Otter is proud of how we’re meeting this moment of change, and a lot of that has to do with who we are. All year, but especially during Women’s History Month, Otter is proud that 100 percent of our leadership is women, even our Board. This is rare for a tech start-up and impacts everything we do—decisions that most disproportionately affect women are actually being made by a team that includes women and mothers who’ve been there. It makes all the difference. 

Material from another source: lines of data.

//! Error types for the fetcher module.

use std::path::PathBuf;
use thiserror::Error;

/// Errors that can occur while retrieving a remote artifact.
#[derive(Debug, Error)]
pub enum FetchError {
    /// The requested file does not exist on the remote side.
    #[error("Remote file not found: {path}")]
    NotFound { path: String },

    /// The transfer did not finish within the configured time.
    #[error("Transfer of {path} timed out after {secs}s")]
    Timeout { path: String, secs: u64 },

    /// The received data does not match what the server announced.
    #[error("Transfer of {path} corrupt: expected {expected} bytes, received {received}")]
    TransferCorrupt {
        path: String,
        expected: u64,
        received: u64,
    },

    /// The request itself is unusable (empty filename, path traversal).
    #[error("Invalid fetch request: {0}")]
    InvalidRequest(String),

    /// Could not reach or log in to the remote server.
    #[error("Connection to file server failed: {0}")]
    Connection(String),

    /// The server refused a command.
    #[error("File server error: {0}")]
    Remote(String),

    /// Writing the local artifact failed.
    #[error("Failed to write local artifact {path}")]
    LocalWrite {
        path: PathBuf,
        #[source]
        source: std::io::Error,
    },

    /// I/O error.
    #[error("I/O error: {0}")]
    Io(#[from] std::io::Error),
}

impl FetchError {
    pub fn local_write(path: PathBuf, source: std::io::Error) -> Self {
        Self::LocalWrite { path, source }
    }

    /// Short machine-readable kind, used for metrics labels.
    pub fn kind(&self) -> &'static str {
        match self {
            Self::NotFound { .. } => "not_found",
            Self::Timeout { .. } => "timeout",
            Self::TransferCorrupt { .. } => "transfer_corrupt",
            Self::InvalidRequest(_) => "invalid_request",
            Self::Connection(_) => "connection",
            Self::Remote(_) => "remote",
            Self::LocalWrite { .. } | Self::Io(_) => "io",
        }
    }
}
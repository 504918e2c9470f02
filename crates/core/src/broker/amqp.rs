//! RabbitMQ (AMQP 0-9-1) broker backed by `lapin`.

use std::sync::Arc;
use std::time::Duration;

use async_trait::async_trait;
use futures::StreamExt;
use lapin::{
    protocol::{AMQPErrorKind, AMQPSoftError},
    options::{
        BasicAckOptions, BasicConsumeOptions, BasicNackOptions, BasicPublishOptions,
        BasicQosOptions, ConfirmSelectOptions, QueueDeclareOptions,
    },
    types::FieldTable,
    BasicProperties, Channel, Connection, ConnectionProperties,
};
use tracing::{debug, info};

use crate::config::BrokerConfig;

use super::traits::{Broker, Connector};
use super::types::{BrokerError, Delivery, DeliveryStream, Envelope};

/// AMQP persistent delivery mode.
const PERSISTENT: u8 = 2;

/// Opens AMQP sessions for a [`BrokerConfig`].
pub struct AmqpConnector {
    config: BrokerConfig,
    prefetch: u16,
}

impl AmqpConnector {
    /// `prefetch` bounds unacknowledged deliveries held by this worker.
    pub fn new(config: BrokerConfig, prefetch: u16) -> Self {
        Self { config, prefetch }
    }
}

#[async_trait]
impl Connector for AmqpConnector {
    async fn connect(&self) -> Result<Arc<dyn Broker>, BrokerError> {
        let timeout = Duration::from_secs(self.config.connect_timeout_secs);
        let endpoint = format!("{}:{}", self.config.host, self.config.port);

        let connection = tokio::time::timeout(
            timeout,
            Connection::connect(&self.config.amqp_uri(), ConnectionProperties::default()),
        )
        .await
        .map_err(|_| {
            BrokerError::Connection(format!(
                "timed out after {}s connecting to {}",
                timeout.as_secs(),
                endpoint
            ))
        })?
        .map_err(|e| BrokerError::Connection(format!("{}: {}", endpoint, e)))?;

        let channel = connection
            .create_channel()
            .await
            .map_err(|e| BrokerError::Connection(format!("failed to open channel: {}", e)))?;

        channel
            .confirm_select(ConfirmSelectOptions::default())
            .await
            .map_err(|e| BrokerError::Connection(format!("failed to enable confirms: {}", e)))?;

        channel
            .basic_qos(self.prefetch, BasicQosOptions::default())
            .await
            .map_err(|e| BrokerError::Connection(format!("failed to set prefetch: {}", e)))?;

        info!(endpoint = %endpoint, prefetch = self.prefetch, "Connected to AMQP broker");

        Ok(Arc::new(AmqpBroker {
            _connection: connection,
            channel,
        }))
    }
}

/// One AMQP connection with a single confirm-mode channel.
///
/// The lapin channel serializes frames internally, so it is shared by every
/// worker task.
pub struct AmqpBroker {
    _connection: Connection,
    channel: Channel,
}

/// The broker closed the channel with 406 PRECONDITION_FAILED, which is how
/// it refuses a redeclaration with different queue arguments.
fn is_precondition_failure(error: &lapin::Error) -> bool {
    matches!(
        error,
        lapin::Error::ProtocolError(e)
            if matches!(e.kind(), AMQPErrorKind::Soft(AMQPSoftError::PRECONDITIONFAILED))
    )
}

#[async_trait]
impl Broker for AmqpBroker {
    fn name(&self) -> &str {
        "amqp"
    }

    async fn declare_queue(&self, name: &str, durable: bool) -> Result<(), BrokerError> {
        let options = QueueDeclareOptions {
            durable,
            ..Default::default()
        };

        match self
            .channel
            .queue_declare(name, options, FieldTable::default())
            .await
        {
            Ok(queue) => {
                debug!(
                    queue = name,
                    durable,
                    messages = queue.message_count(),
                    "Declared queue"
                );
                Ok(())
            }
            Err(e) if is_precondition_failure(&e) => Err(BrokerError::ConfigMismatch {
                queue: name.to_string(),
                reason: e.to_string(),
            }),
            Err(e) => Err(BrokerError::Connection(format!(
                "declaring {} failed: {}",
                name, e
            ))),
        }
    }

    async fn consume(&self, queue: &str) -> Result<DeliveryStream, BrokerError> {
        let consumer = self
            .channel
            .basic_consume(
                queue,
                "",
                BasicConsumeOptions::default(),
                FieldTable::default(),
            )
            .await
            .map_err(|e| BrokerError::Consume {
                queue: queue.to_string(),
                reason: e.to_string(),
            })?;

        let queue = queue.to_string();
        let stream = consumer.map(move |result| match result {
            Ok(delivery) => Ok(Delivery {
                envelope: Envelope::new(delivery.delivery_tag, delivery.redelivered),
                correlation_id: delivery
                    .properties
                    .correlation_id()
                    .as_ref()
                    .map(|id| id.as_str().to_string()),
                body: delivery.data,
            }),
            Err(e) => Err(BrokerError::Consume {
                queue: queue.clone(),
                reason: e.to_string(),
            }),
        });

        Ok(stream.boxed())
    }

    async fn publish(
        &self,
        queue: &str,
        body: &[u8],
        correlation_id: Option<&str>,
    ) -> Result<(), BrokerError> {
        let publish_error = |reason: String| BrokerError::Publish {
            queue: queue.to_string(),
            reason,
        };

        let mut properties = BasicProperties::default()
            .with_delivery_mode(PERSISTENT)
            .with_content_type("application/json".into());
        if let Some(id) = correlation_id {
            properties = properties.with_correlation_id(id.into());
        }

        let confirmation = self
            .channel
            .basic_publish("", queue, BasicPublishOptions::default(), body, properties)
            .await
            .map_err(|e| publish_error(e.to_string()))?
            .await
            .map_err(|e| publish_error(e.to_string()))?;

        if confirmation.is_nack() {
            return Err(publish_error("broker rejected the message".to_string()));
        }
        Ok(())
    }

    async fn ack(&self, envelope: &Envelope) -> Result<(), BrokerError> {
        envelope.mark_settled()?;
        self.channel
            .basic_ack(envelope.delivery_tag(), BasicAckOptions::default())
            .await
            .map_err(|e| BrokerError::Acknowledge {
                delivery_tag: envelope.delivery_tag(),
                reason: e.to_string(),
            })
    }

    async fn nack(&self, envelope: &Envelope, requeue: bool) -> Result<(), BrokerError> {
        envelope.mark_settled()?;
        self.channel
            .basic_nack(
                envelope.delivery_tag(),
                BasicNackOptions {
                    multiple: false,
                    requeue,
                },
            )
            .await
            .map_err(|e| BrokerError::Acknowledge {
                delivery_tag: envelope.delivery_tag(),
                reason: e.to_string(),
            })
    }
}
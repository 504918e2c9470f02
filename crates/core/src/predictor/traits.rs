//! Trait definitions for the predictor module.

use std::path::Path;

use async_trait::async_trait;

use super::error::PredictionError;
use crate::task::{Modality, PredictionValue};

/// Turns a local artifact of one modality into a prediction.
#[async_trait]
pub trait Predictor: Send + Sync {
    /// Returns the name of this predictor implementation.
    fn name(&self) -> &str;

    /// The modality whose artifacts this predictor understands.
    fn modality(&self) -> Modality;

    /// Runs the prediction. Implementations doing heavy work move it off the
    /// async runtime themselves.
    async fn predict(&self, artifact: &Path) -> Result<PredictionValue, PredictionError>;
}
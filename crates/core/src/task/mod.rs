//! Prediction task data model: the decoded request and the assembled result.

mod types;

pub use types::{
    DecodeError, FailureStage, Modality, PredictionValue, RemoteArtifact, TaskRequest, TaskResult,
};
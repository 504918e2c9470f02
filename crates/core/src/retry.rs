//! Exponential backoff for broker operations.
//!
//! `retry_with_backoff` drives a bounded number of attempts of an async
//! operation; `Backoff` produces the delay sequence on its own for loops that
//! decide for themselves when to stop (reconnecting, for example).

use std::future::Future;
use std::time::Duration;

use crate::config::RetryConfig;

/// Classifies errors as transient (worth another attempt) or permanent.
pub trait IsRetryable {
    fn is_retryable(&self) -> bool;
}

/// Delay sequence for a [`RetryConfig`].
#[derive(Debug, Clone)]
pub struct Backoff {
    next: Duration,
    max: Duration,
    multiplier: f64,
}

impl Backoff {
    pub fn new(config: &RetryConfig) -> Self {
        Self {
            next: Duration::from_millis(config.initial_delay_ms),
            max: Duration::from_millis(config.max_delay_ms),
            multiplier: config.backoff_multiplier.max(1.0),
        }
    }

    /// Returns the delay to wait now and advances to the following one.
    pub fn next_delay(&mut self) -> Duration {
        let current = self.next.min(self.max);
        self.next = Duration::from_secs_f64(current.as_secs_f64() * self.multiplier).min(self.max);
        current
    }

    pub fn reset(&mut self, config: &RetryConfig) {
        *self = Self::new(config);
    }
}

/// Runs `operation` until it succeeds, fails with a non-retryable error, or
/// `config.max_attempts` attempts have been made (0 means no limit).
///
/// Returns the last error together with the number of attempts made.
pub async fn retry_with_backoff<F, Fut, T, E>(
    config: &RetryConfig,
    operation_name: &str,
    mut operation: F,
) -> Result<T, (E, u32)>
where
    F: FnMut(u32) -> Fut,
    Fut: Future<Output = Result<T, E>>,
    E: IsRetryable + std::fmt::Display,
{
    let mut backoff = Backoff::new(config);
    let mut attempt = 0u32;

    loop {
        attempt += 1;
        match operation(attempt).await {
            Ok(value) => {
                if attempt > 1 {
                    tracing::info!(
                        operation = operation_name,
                        attempts = attempt,
                        "Operation succeeded after retry"
                    );
                }
                return Ok(value);
            }
            Err(e) => {
                let exhausted = config.max_attempts != 0 && attempt >= config.max_attempts;
                if !e.is_retryable() || exhausted {
                    tracing::error!(
                        operation = operation_name,
                        error = %e,
                        attempts = attempt,
                        retryable = e.is_retryable(),
                        "Operation failed, giving up"
                    );
                    return Err((e, attempt));
                }

                let delay = backoff.next_delay();
                tracing::warn!(
                    operation = operation_name,
                    error = %e,
                    attempt,
                    max_attempts = config.max_attempts,
                    delay_ms = delay.as_millis() as u64,
                    "Operation failed, retrying"
                );
                tokio::time::sleep(delay).await;
            }
        }
    }
}

#[cfg(test)]
mod tests {
    use super::*;
    use std::sync::atomic::{AtomicU32, Ordering};

    #[derive(Debug)]
    enum TestError {
        Transient,
        Permanent,
    }

    impl std::fmt::Display for TestError {
        fn fmt(&self, f: &mut std::fmt::Formatter<'_>) -> std::fmt::Result {
            match self {
                TestError::Transient => write!(f, "transient"),
                TestError::Permanent => write!(f, "permanent"),
            }
        }
    }

    impl IsRetryable for TestError {
        fn is_retryable(&self) -> bool {
            matches!(self, TestError::Transient)
        }
    }

    fn fast_config(max_attempts: u32) -> RetryConfig {
        RetryConfig {
            max_attempts,
            initial_delay_ms: 1,
            max_delay_ms: 4,
            backoff_multiplier: 2.0,
        }
    }

    #[test]
    fn test_backoff_grows_and_caps() {
        let mut backoff = Backoff::new(&RetryConfig {
            max_attempts: 0,
            initial_delay_ms: 100,
            max_delay_ms: 350,
            backoff_multiplier: 2.0,
        });
        assert_eq!(backoff.next_delay(), Duration::from_millis(100));
        assert_eq!(backoff.next_delay(), Duration::from_millis(200));
        assert_eq!(backoff.next_delay(), Duration::from_millis(350));
        assert_eq!(backoff.next_delay(), Duration::from_millis(350));
    }

    #[test]
    fn test_backoff_reset() {
        let config = fast_config(3);
        let mut backoff = Backoff::new(&config);
        backoff.next_delay();
        backoff.next_delay();
        backoff.reset(&config);
        assert_eq!(backoff.next_delay(), Duration::from_millis(1));
    }

    #[tokio::test]
    async fn test_succeeds_after_transient_failures() {
        let calls = AtomicU32::new(0);
        let result = retry_with_backoff(&fast_config(5), "test", |_| {
            let n = calls.fetch_add(1, Ordering::SeqCst);
            async move {
                if n < 2 {
                    Err(TestError::Transient)
                } else {
                    Ok(n)
                }
            }
        })
        .await;

        tokio_test::assert_ok!(&result);
        assert_eq!(calls.load(Ordering::SeqCst), 3);
    }

    #[tokio::test]
    async fn test_stops_at_max_attempts() {
        let calls = AtomicU32::new(0);
        let result: Result<(), _> = retry_with_backoff(&fast_config(3), "test", |_| {
            calls.fetch_add(1, Ordering::SeqCst);
            async { Err(TestError::Transient) }
        })
        .await;

        let (_, attempts) = result.unwrap_err();
        assert_eq!(attempts, 3);
        assert_eq!(calls.load(Ordering::SeqCst), 3);
    }

    #[tokio::test]
    async fn test_permanent_error_not_retried() {
        let calls = AtomicU32::new(0);
        let result: Result<(), _> = retry_with_backoff(&fast_config(5), "test", |_| {
            calls.fetch_add(1, Ordering::SeqCst);
            async { Err(TestError::Permanent) }
        })
        .await;

        assert!(matches!(result, Err((TestError::Permanent, 1))));
        assert_eq!(calls.load(Ordering::SeqCst), 1);
    }
}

We’re coming at the childcare problem with a solution that is both groundbreaking and breathtakingly simple: we draw from a new supply of caregivers. But they aren’t really new, just untapped. These stay-at-home parents were already doing the work of tending to children, but they’d never been compensated for their work before. As someone who became a stay-at-home mom when I wasn’t expecting it, I was in a unique position to recognize this underutilized resource. And I realized the math adds up to incredible potential: 50 percent of American families can't afford childcare, while 25 percent of stay-at-home parents and their families live in poverty. 

Otter is also better for being led by women, some of whom are moms, because of their relevant life experience. I will only stand by a program that I myself would use and feel safe trusting with my children. That alone gives Otter a leg up. If it doesn’t work for families—for working parents, for stay-at-home parents, and for kids—then we won’t do it. 

It’s important that we celebrate the accomplishments of remarkable women like Rosie the Riveter. But we shouldn’t stop there. Let’s also work together to make sure women everywhere have access to safe, affordable childcare so we can meet more Rosies.